Problem description | What you return should be the lines from the first line of the records below through the line holding "let signal = tokio::signal::ctrl_c().await;", unchanged.

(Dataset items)

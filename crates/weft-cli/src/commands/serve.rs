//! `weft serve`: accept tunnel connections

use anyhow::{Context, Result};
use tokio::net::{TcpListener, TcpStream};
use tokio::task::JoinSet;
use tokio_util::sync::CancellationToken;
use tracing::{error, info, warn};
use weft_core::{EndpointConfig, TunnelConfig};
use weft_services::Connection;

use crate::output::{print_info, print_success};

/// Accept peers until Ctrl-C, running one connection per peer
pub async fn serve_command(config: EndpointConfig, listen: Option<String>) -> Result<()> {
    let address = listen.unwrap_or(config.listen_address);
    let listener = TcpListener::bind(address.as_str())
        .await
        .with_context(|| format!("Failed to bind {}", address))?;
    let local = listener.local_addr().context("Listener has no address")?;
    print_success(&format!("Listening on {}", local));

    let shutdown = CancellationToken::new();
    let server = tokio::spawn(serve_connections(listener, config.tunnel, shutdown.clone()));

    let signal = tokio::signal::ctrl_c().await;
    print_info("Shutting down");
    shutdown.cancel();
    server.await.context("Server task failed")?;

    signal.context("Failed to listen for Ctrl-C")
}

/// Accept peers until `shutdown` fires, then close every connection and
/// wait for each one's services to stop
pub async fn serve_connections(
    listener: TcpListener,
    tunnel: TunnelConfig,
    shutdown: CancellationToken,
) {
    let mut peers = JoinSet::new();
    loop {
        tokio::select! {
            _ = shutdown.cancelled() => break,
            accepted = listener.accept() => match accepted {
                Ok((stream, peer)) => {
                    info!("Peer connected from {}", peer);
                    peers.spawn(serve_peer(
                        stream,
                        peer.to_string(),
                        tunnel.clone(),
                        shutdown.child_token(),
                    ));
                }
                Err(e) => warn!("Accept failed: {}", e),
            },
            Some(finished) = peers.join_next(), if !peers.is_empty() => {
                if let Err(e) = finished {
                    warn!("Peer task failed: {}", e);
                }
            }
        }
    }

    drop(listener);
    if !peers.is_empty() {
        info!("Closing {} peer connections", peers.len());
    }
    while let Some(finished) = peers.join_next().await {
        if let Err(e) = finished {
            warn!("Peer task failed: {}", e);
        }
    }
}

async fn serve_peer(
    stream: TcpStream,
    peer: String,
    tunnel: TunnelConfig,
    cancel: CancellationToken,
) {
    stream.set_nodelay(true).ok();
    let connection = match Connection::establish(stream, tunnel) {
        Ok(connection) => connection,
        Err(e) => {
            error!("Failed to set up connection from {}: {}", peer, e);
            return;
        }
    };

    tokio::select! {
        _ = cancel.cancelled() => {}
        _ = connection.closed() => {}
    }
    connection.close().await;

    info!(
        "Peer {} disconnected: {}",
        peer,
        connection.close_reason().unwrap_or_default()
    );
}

Solved exercise |
filename crates/weft-cli/src/commands/serve.rs
//! `weft serve`: accept tunnel connections

use anyhow::{Context, Result};
use tokio::net::{TcpListener, TcpStream};
use tokio::task::JoinSet;
use tokio_util::sync::CancellationToken;
use tracing::{error, info, warn};
use weft_core::{EndpointConfig, TunnelConfig};
use weft_services::Connection;

use crate::output::{print_info, print_success};

/// Accept peers until Ctrl-C, running one connection per peer
pub async fn serve_command(config: EndpointConfig, listen: Option<String>) -> Result<()> {
    let address = listen.unwrap_or(config.listen_address);
    let listener = TcpListener::bind(address.as_str())
        .await
        .with_context(|| format!("Failed to bind {}", address))?;
    let local = listener.local_addr().context("Listener has no address")?;
    print_success(&format!("Listening on {}", local));

    let shutdown = CancellationToken::new();
    let server = tokio::spawn(serve_connections(listener, config.tunnel, shutdown.clone()));

    let signal = tokio::signal::ctrl_c().await;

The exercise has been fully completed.